= What is required =
The lines to return are those below that contain the word "MatchKind".

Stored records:
== Segment start ==

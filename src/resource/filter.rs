//! Resource filters
//!
//! Decide, without touching the remote side, whether a resource must be kept.
//! A matching rule means "keep this one".

use super::registry::ResourceDef;
use anyhow::Result;
use serde::Deserialize;
use std::collections::BTreeMap;
use std::fmt;

/// How a filter value is compared
#[derive(Debug, Clone, Copy, PartialEq, Eq, Default, Deserialize)]
#[serde(rename_all = "lowercase")]
pub enum MatchKind {
    #[default]
    Exact,
    Prefix,
    Contains,
    Glob,
}

fn default_property() -> String {
    "name".to_string()
}

/// Full filter form: `{ "property": "label:team", "type": "glob", "value": "data-*" }`
#[derive(Debug, Clone, PartialEq, Eq, Deserialize)]
pub struct FilterMatch {
    /// `name`, or `label:<key>`
    #[serde(default = "default_property")]
    pub property: String,
    #[serde(rename = "type", default)]
    pub kind: MatchKind,
    pub value: String,
}

/// One configured filter. A bare string matches the resource name exactly.
#[derive(Debug, Clone, PartialEq, Eq, Deserialize)]
#[serde(untagged)]
pub enum FilterRule {
    Name(String),
    Match(FilterMatch),
}

impl FilterRule {
    /// Check the rule is usable before any resource is looked at
    pub fn validate(&self) -> Result<()> {
        let FilterRule::Match(rule) = self else {
            return Ok(());
        };

        if rule.property != "name" && !rule.property.starts_with("label:") {
            return Err(anyhow::anyhow!(
                "Unknown filter property '{}', expected 'name' or 'label:<key>'",
                rule.property
            ));
        }
        if rule.kind == MatchKind::Glob {
            glob::Pattern::new(&rule.value)
                .map_err(|e| anyhow::anyhow!("Invalid glob '{}': {}", rule.value, e))?;
        }

        Ok(())
    }

    /// Whether the resource matches this rule
    pub fn matches(&self, name: &str, labels: &BTreeMap<String, String>) -> bool {
        match self {
            FilterRule::Name(value) => name == value,
            FilterRule::Match(rule) => {
                let subject = match rule.property.strip_prefix("label:") {
                    Some(key) => match labels.get(key) {
                        Some(value) => value.as_str(),
                        None => return false,
                    },
                    None => name,
                };

                match rule.kind {
                    MatchKind::Exact => subject == rule.value,
                    MatchKind::Prefix => subject.starts_with(&rule.value),
                    MatchKind::Contains => subject.contains(&rule.value),
                    MatchKind::Glob => glob::Pattern::new(&rule.value)
                        .map(|pattern| pattern.matches(subject))
                        .unwrap_or(false),
                }
            },
        }
    }
}

impl fmt::Display for FilterRule {
    fn fmt(&self, f: &mut fmt::Formatter<'_>) -> fmt::Result {
        match self {
            FilterRule::Name(value) => write!(f, "name = {}", value),
            FilterRule::Match(rule) => {
                let op = match rule.kind {
                    MatchKind::Exact => "=",
                    MatchKind::Prefix => "starts with",
                    MatchKind::Contains => "contains",
                    MatchKind::Glob => "matches",
                };
                write!(f, "{} {} {}", rule.property, op, rule.value)
            },
        }
    }
}

/// Eligibility of one resource: protected labels first, then configured rules
pub fn check(
    def: &ResourceDef,
    name: &str,
    labels: &BTreeMap<String, String>,
    rules: &[FilterRule],
) -> Result<()> {
    if let Some(label) = def.protected_labels.iter().find(|l| labels.contains_key(*l)) {
        return Err(anyhow::anyhow!("managed by another system (label {})", label));
    }

    if let Some(rule) = rules.iter().find(|rule| rule.matches(name, labels)) {
        return Err(anyhow::anyhow!("filtered by config ({})", rule));
    }

    Ok(())
}
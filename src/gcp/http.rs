//! HTTP utilities for GCP REST API calls

use anyhow::{Context, Result};
use reqwest::{Client, RequestBuilder};
use serde_json::Value;

/// Maximum length of response body to log (to avoid logging sensitive data)
const MAX_LOG_BODY_LENGTH: usize = 200;

/// Maximum length of an API error message kept in an [`ApiError`]
const MAX_ERROR_MESSAGE_LENGTH: usize = 160;

/// A non-success HTTP response from a GCP API
#[derive(Debug, Clone, PartialEq, Eq, thiserror::Error)]
#[error("API request failed: {status}{}", .message.as_deref().map(|m| format!(" - {m}")).unwrap_or_default())]
pub struct ApiError {
    pub status: u16,
    /// `error.message` of the response body, sanitized
    pub message: Option<String>,
}

impl ApiError {
    pub fn is_not_found(&self) -> bool {
        self.status == 404
    }
}

/// True when `error` is an API response saying the resource does not exist
pub fn is_not_found(error: &anyhow::Error) -> bool {
    error
        .downcast_ref::<ApiError>()
        .map(ApiError::is_not_found)
        .unwrap_or(false)
}

/// Sanitize response body for logging
/// Truncates long responses and masks potentially sensitive patterns
fn sanitize_for_log(body: &str) -> String {
    let truncated = if body.len() > MAX_LOG_BODY_LENGTH {
        let cut = floor_char_boundary(body, MAX_LOG_BODY_LENGTH);
        format!("{}... [truncated, {} bytes total]", &body[..cut], body.len())
    } else {
        body.to_string()
    };

    truncated.replace(|c: char| !c.is_ascii_graphic() && c != ' ', "")
}

fn floor_char_boundary(s: &str, index: usize) -> usize {
    let mut index = index.min(s.len());
    while !s.is_char_boundary(index) {
        index -= 1;
    }
    index
}

/// Pull `error.message` out of a GCP error body
fn error_message(body: &str) -> Option<String> {
    let value: Value = serde_json::from_str(body).ok()?;
    let message = value.get("error")?.get("message")?.as_str()?;
    let sanitized: String = message
        .chars()
        .filter(|c| c.is_ascii_graphic() || *c == ' ')
        .take(MAX_ERROR_MESSAGE_LENGTH)
        .collect();
    Some(sanitized)
}

/// HTTP client wrapper for GCP API calls
#[derive(Clone)]
pub struct GcpHttpClient {
    client: Client,
}

impl GcpHttpClient {
    /// Create a new HTTP client
    pub fn new() -> Result<Self> {
        let client = Client::builder()
            .user_agent(concat!("gnuke/", env!("CARGO_PKG_VERSION")))
            .build()
            .context("Failed to create HTTP client")?;

        Ok(Self { client })
    }

    /// Make a GET request to a GCP API
    pub async fn get(&self, url: &str, token: &str) -> Result<Value> {
        tracing::debug!("GET {}", url);
        self.send(self.client.get(url).bearer_auth(token)).await
    }

    /// Make a DELETE request to a GCP API
    pub async fn delete(&self, url: &str, token: &str) -> Result<Value> {
        tracing::debug!("DELETE {}", url);
        self.send(self.client.delete(url).bearer_auth(token)).await
    }

    async fn send(&self, request: RequestBuilder) -> Result<Value> {
        let response = request.send().await.context("Failed to send request")?;

        let status = response.status();
        let body = response
            .text()
            .await
            .context("Failed to read response body")?;

        if !status.is_success() {
            // Security: Only log sanitized/truncated error body to avoid leaking sensitive data
            tracing::error!("API error: {} - {}", status, sanitize_for_log(&body));
            return Err(ApiError {
                status: status.as_u16(),
                message: error_message(&body),
            }
            .into());
        }

        // Handle empty response
        if body.is_empty() {
            return Ok(Value::Null);
        }

        serde_json::from_str(&body).context("Failed to parse response JSON")
    }
}

/// Format a GCP API error for display
/// Security: Sanitizes error messages to avoid leaking sensitive API details
pub fn format_gcp_error(error: &anyhow::Error) -> String {
    if let Some(api) = error.downcast_ref::<ApiError>() {
        return match api.status {
            403 => "Permission denied. Check your GCP IAM permissions.".to_string(),
            401 => "Authentication failed. Run 'gcloud auth application-default login'.".to_string(),
            404 => "Resource not found.".to_string(),
            429 => "Rate limit exceeded. Please try again later.".to_string(),
            400 => "Invalid request. Check your parameters.".to_string(),
            500 | 503 => "GCP service temporarily unavailable. Please try again.".to_string(),
            409 => "Resource conflict. The resource may already exist or be in use.".to_string(),
            _ => "Request failed. Check your network connection and try again.".to_string(),
        };
    }

    // Truncate long error messages and remove potential sensitive data
    let error_str = format!("{error:#}");
    let sanitized = error_str
        .chars()
        .filter(|c| c.is_ascii_graphic() || *c == ' ')
        .take(120)
        .collect::<String>();

    if sanitized.len() < error_str.len() {
        format!("{}...", sanitized)
    } else {
        sanitized
    }
}
//! GCP Projects
//!
//! Looks up the target project before anything is listed, so a bad project
//! or unusable credentials fail the run up front.

use super::client::GcpClient;
use anyhow::{Context, Result};
use serde_json::Value;

/// Project information
#[derive(Debug, Clone)]
pub struct Project {
    pub project_id: String,
    pub name: String,
    pub project_number: String,
    pub lifecycle_state: String,
}

impl From<&Value> for Project {
    fn from(value: &Value) -> Self {
        Self {
            project_id: value
                .get("projectId")
                .and_then(|v| v.as_str())
                .unwrap_or("-")
                .to_string(),
            name: value
                .get("name")
                .and_then(|v| v.as_str())
                .unwrap_or("-")
                .to_string(),
            project_number: value
                .get("projectNumber")
                .and_then(|v| v.as_str())
                .unwrap_or("-")
                .to_string(),
            lifecycle_state: value
                .get("lifecycleState")
                .and_then(|v| v.as_str())
                .unwrap_or("UNKNOWN")
                .to_string(),
        }
    }
}

impl Project {
    pub fn is_active(&self) -> bool {
        self.lifecycle_state == "ACTIVE"
    }
}

/// Fetch the session project and make sure it can be worked on
pub async fn describe_project(client: &GcpClient) -> Result<Project> {
    let url = client.resourcemanager_url(&format!("projects/{}", client.project_id));
    let response = client
        .get(&url)
        .await
        .with_context(|| format!("Unable to access project '{}'", client.project_id))?;

    let project = Project::from(&response);
    if !project.is_active() {
        return Err(anyhow::anyhow!(
            "Project '{}' is not active (state: {})",
            client.project_id,
            project.lifecycle_state
        ));
    }

    Ok(project)
}

#[cfg(test)]
mod tests {
    use super::*;
    use serde_json::json;

    #[test]
    fn test_project_from_value() {
        let project = Project::from(&json!({
            "projectId": "sandbox-project",
            "name": "Sandbox",
            "projectNumber": "123456789012",
            "lifecycleState": "DELETE_REQUESTED"
        }));
        assert_eq!(project.project_id, "sandbox-project");
        assert_eq!(project.name, "Sandbox");
        assert!(!project.is_active());
    }
}
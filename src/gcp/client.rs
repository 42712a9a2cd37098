//! GCP Client
//!
//! The session context of a run: credentials, HTTP client and the project and
//! region every lister and resource works against. Built once, then shared
//! read-only behind an `Arc`.

use super::auth::GcpCredentials;
use super::http::GcpHttpClient;
use anyhow::Result;
use serde_json::Value;

/// Region value that selects every location of the project
pub const ALL_REGIONS: &str = "all";

const COMPUTE_ENDPOINT: &str = "https://compute.googleapis.com";
const STORAGE_ENDPOINT: &str = "https://storage.googleapis.com";
const CONTAINER_ENDPOINT: &str = "https://container.googleapis.com";
const RESOURCEMANAGER_ENDPOINT: &str = "https://cloudresourcemanager.googleapis.com";

#[derive(Debug, Clone)]
struct Endpoints {
    compute: String,
    storage: String,
    container: String,
    resourcemanager: String,
}

impl Default for Endpoints {
    fn default() -> Self {
        Self {
            compute: COMPUTE_ENDPOINT.to_string(),
            storage: STORAGE_ENDPOINT.to_string(),
            container: CONTAINER_ENDPOINT.to_string(),
            resourcemanager: RESOURCEMANAGER_ENDPOINT.to_string(),
        }
    }
}

/// Main GCP client
#[derive(Clone)]
pub struct GcpClient {
    pub credentials: GcpCredentials,
    pub http: GcpHttpClient,
    pub project_id: String,
    pub region: String,
    endpoints: Endpoints,
}

impl GcpClient {
    /// Create a client around already built credentials
    pub fn from_credentials(credentials: GcpCredentials, project_id: &str, region: &str) -> Result<Self> {
        let http = GcpHttpClient::new()?;

        Ok(Self {
            credentials,
            http,
            project_id: project_id.to_string(),
            region: region.to_string(),
            endpoints: Endpoints::default(),
        })
    }

    /// Send every API call to `base_url` instead of the Google endpoints
    pub fn with_base_url(mut self, base_url: &str) -> Self {
        let base = base_url.trim_end_matches('/').to_string();
        self.endpoints = Endpoints {
            compute: base.clone(),
            storage: base.clone(),
            container: base.clone(),
            resourcemanager: base,
        };
        self
    }

    /// Get the current access token
    pub async fn get_token(&self) -> Result<String> {
        self.credentials.get_token().await
    }

    /// Make a GET request to a GCP API
    pub async fn get(&self, url: &str) -> Result<Value> {
        let token = self.get_token().await?;
        self.http.get(url, &token).await
    }

    /// Make a DELETE request to a GCP API
    pub async fn delete(&self, url: &str) -> Result<Value> {
        let token = self.get_token().await?;
        self.http.delete(url, &token).await
    }

    /// Whether the session covers every region
    pub fn all_regions(&self) -> bool {
        self.region == ALL_REGIONS
    }

    /// Whether `location` (a region or a zone) belongs to the session region
    pub fn in_region(&self, location: &str) -> bool {
        if self.all_regions() {
            return true;
        }
        location == self.region
            || location
                .strip_prefix(self.region.as_str())
                .map(|rest| rest.starts_with('-'))
                .unwrap_or(false)
    }

    // =========================================================================
    // Compute Engine API helpers
    // =========================================================================

    /// Build Compute Engine API URL
    pub fn compute_url(&self, path: &str) -> String {
        format!(
            "{}/compute/v1/projects/{}/{}",
            self.endpoints.compute, self.project_id, path
        )
    }

    /// Build zonal Compute Engine API URL
    pub fn compute_zonal_url(&self, zone: &str, resource: &str) -> String {
        self.compute_url(&format!("zones/{}/{}", zone, resource))
    }

    /// Build regional Compute Engine API URL
    pub fn compute_regional_url(&self, region: &str, resource: &str) -> String {
        self.compute_url(&format!("regions/{}/{}", region, resource))
    }

    /// Build global Compute Engine API URL
    pub fn compute_global_url(&self, resource: &str) -> String {
        self.compute_url(&format!("global/{}", resource))
    }

    /// Build aggregated Compute Engine API URL (all zones and regions)
    pub fn compute_aggregated_url(&self, resource: &str) -> String {
        self.compute_url(&format!("aggregated/{}", resource))
    }

    // =========================================================================
    // Cloud Storage API helpers
    // =========================================================================

    /// Build Cloud Storage API URL
    pub fn storage_url(&self, path: &str) -> String {
        format!("{}/storage/v1/{}", self.endpoints.storage, path)
    }

    /// Build Cloud Storage bucket URL
    pub fn storage_bucket_url(&self, bucket: &str) -> String {
        self.storage_url(&format!("b/{}", urlencoding::encode(bucket)))
    }

    /// Build Cloud Storage object URL, or the object collection URL when
    /// `object` is `None`
    pub fn storage_object_url(&self, bucket: &str, object: Option<&str>) -> String {
        let objects = format!("{}/o", self.storage_bucket_url(bucket));
        match object {
            Some(object) => format!("{}/{}", objects, urlencoding::encode(object)),
            None => objects,
        }
    }

    // =========================================================================
    // GKE API helpers
    // =========================================================================

    /// Build GKE API URL
    pub fn container_url(&self, path: &str) -> String {
        format!(
            "{}/v1/projects/{}/{}",
            self.endpoints.container, self.project_id, path
        )
    }

    /// Build GKE location URL (region, zone or `-` for all)
    pub fn container_location_url(&self, location: &str, resource: &str) -> String {
        self.container_url(&format!("locations/{}/{}", location, resource))
    }

    // =========================================================================
    // Resource Manager API helpers
    // =========================================================================

    /// Build Resource Manager API URL
    pub fn resourcemanager_url(&self, path: &str) -> String {
        format!("{}/v1/{}", self.endpoints.resourcemanager, path)
    }
}

/// Format a GCP API error for display
pub fn format_gcp_error(error: &anyhow::Error) -> String {
    super::http::format_gcp_error(error)
}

== Segment end ==

= Task answer =
pub enum MatchKind {
    pub kind: MatchKind,
        if rule.kind == MatchKind::Glob {
                    MatchKind::Exact => subject == rule.value,
                    MatchKind::Prefix => subject.starts_with(&rule.value),
                    MatchKind::Contains => subject.contains(&rule.value),
                    MatchKind::Glob => glob::Pattern::new(&rule.value)
                    MatchKind::Exact => "=",
                    MatchKind::Prefix => "starts with",
                    MatchKind::Contains => "contains",
                    MatchKind::Glob => "matches",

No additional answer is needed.